PROVIDED RECORDS: Begin

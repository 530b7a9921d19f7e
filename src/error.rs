use std::path::PathBuf;
use thiserror::Error;

/// The site's public base URL (or the file it comes from) is unusable.
///
/// Always fatal: the page must not be built in this state.
#[derive(Debug, Error)]
pub enum ConfigurationError {
    #[error("site base URL is not configured (set `EGGY_SITE_URL` or `site_url`)")]
    Missing,

    #[error("site base URL `{value}` is not an absolute URL")]
    Malformed {
        value: String,
        #[source]
        source: url::ParseError,
    },

    #[error("site base URL `{0}` cannot be used to resolve relative paths")]
    NotABase(String),

    #[error("IO error when reading `{0}`")]
    Io(PathBuf, #[source] std::io::Error),

    #[error("config file `{0}` is not valid YAML")]
    Parse(PathBuf, #[source] serde_yaml::Error),
}

/// A navigation entry is missing a field or has an unusable value.
#[derive(Debug, Error, PartialEq, Eq)]
#[error("navigation entry #{index} has a bad `{field}`: {reason}")]
pub struct MalformedEntryError {
    pub index: usize,
    pub field: &'static str,
    pub reason: String,
}

impl MalformedEntryError {
    pub fn new(index: usize, field: &'static str, reason: impl Into<String>) -> Self {
        Self {
            index,
            field,
            reason: reason.into(),
        }
    }
}

#[cfg(test)]
mod test {
    use super::*;

    #[test]
    fn display() {
        let err = MalformedEntryError::new(1, "href", "missing");
        assert_eq!(
            err.to_string(),
            "navigation entry #1 has a bad `href`: missing"
        );

        let err = ConfigurationError::NotABase("mailto:team@eggy.dev".into());
        assert!(err.to_string().contains("mailto:team@eggy.dev"));
        assert!(ConfigurationError::Missing
            .to_string()
            .contains("EGGY_SITE_URL"));
    }
}
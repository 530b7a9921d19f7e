// SPDX-FileCopyrightText: 2024 Ohin "Kazani" Taylor <kazani@kazani.dev>
// SPDX-License-Identifier: MIT

pub mod config;
pub mod error;
pub mod html;
pub mod metadata;
pub mod nav;
pub mod page;
pub mod site;
pub mod template;
use std::path::PathBuf;

use clap::Parser;
use eggy_docs::{config::Config, site::Site};

#[derive(Parser, Debug)]
#[command(author, version, about, long_about = None)]
struct Args {
    #[arg(short, long, default_value = ".", help = "The destination directory")]
    dest: PathBuf,
    #[arg(short, long, help = "A YAML config file with `site_url` and `sections`.")]
    config: Option<PathBuf>,
}

fn main() -> anyhow::Result<()> {
    // Initialize Logging.
    let log_environ = env_logger::Env::new()
        .filter("EGGY_LOG")
        .write_style("EGGY_LOG_STYLE");
    let mut log_builder = env_logger::Builder::new();

    log_builder.filter_level(log::LevelFilter::Info);
    log_builder.parse_env(log_environ);
    log_builder.init();

    // Parse Arguments.
    let args = Args::parse();

    let config = match &args.config {
        Some(path) => {
            log::info!("Reading config from {:?}", path);
            Config::load(path)?
        }
        None => Config::default(),
    }
    .with_env();

    let site = Site::new(&config)?;

    log::info!("Outputting to {:?}", args.dest);
    site.build(&args.dest)?;

    log::info!("Done.");
    Ok(())
}
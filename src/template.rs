// SPDX-FileCopyrightText: 2024 Ohin "Kazani" Taylor <kazani@kazani.dev>
// SPDX-License-Identifier: MIT

use tera::{Context, Tera};

use crate::metadata::{PageMetadata, Surface};

const ROOT_TEMPLATE: &str = r#"<!DOCTYPE html>
<html lang="en">
  <head>
    <meta charset="utf-8">
    <meta name="viewport" content="width=device-width, initial-scale=1">
    <title>{{ meta.title }}</title>
    <meta name="description" content="{{ meta.description }}">
    <meta name="keywords" content="{{ keywords }}">
    <link rel="canonical" href="{{ meta.base_url | safe }}">
    <meta property="og:title" content="{{ meta.title }}">
    <meta property="og:description" content="{{ meta.description }}">
{%- if og_image %}
    <meta property="og:image" content="{{ og_image.url | safe }}">
    <meta property="og:image:width" content="{{ og_image.width }}">
    <meta property="og:image:height" content="{{ og_image.height }}">
{%- endif %}
    <meta name="twitter:card" content="summary_large_image">
{%- if twitter_image %}
    <meta name="twitter:image" content="{{ twitter_image.url | safe }}">
    <meta name="twitter:image:width" content="{{ twitter_image.width }}">
    <meta name="twitter:image:height" content="{{ twitter_image.height }}">
{%- endif %}
  </head>
  <body>{{ content | safe }}</body>
</html>
"#;

/// Wraps rendered page bodies in a full HTML document.
#[derive(Clone, Debug)]
pub struct Templates {
    tera: Tera,
}

impl Templates {
    pub fn new() -> Result<Self, tera::Error> {
        let mut tera = Tera::default();
        tera.add_raw_template("root.html", ROOT_TEMPLATE)?;

        Ok(Self { tera })
    }

    /// Render a page. Metadata text is escaped; URLs and `contents` are inserted as-is.
    pub fn render(&self, meta: &PageMetadata, contents: &str) -> Result<String, tera::Error> {
        let mut context = Context::new();
        context.insert("content", contents);
        context.insert("meta", meta);
        context.insert("keywords", &meta.keywords.join(", "));
        context.insert("og_image", &meta.image(Surface::OpenGraph));
        context.insert("twitter_image", &meta.image(Surface::Twitter));

        self.tera.render("root.html", &context)
    }
}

PROVIDED RECORDS: End

YOUR GOAL:
Look through the material above and work out how many of its lines contain "ConfigurationError". State the number only.

TASK ANSWER:
3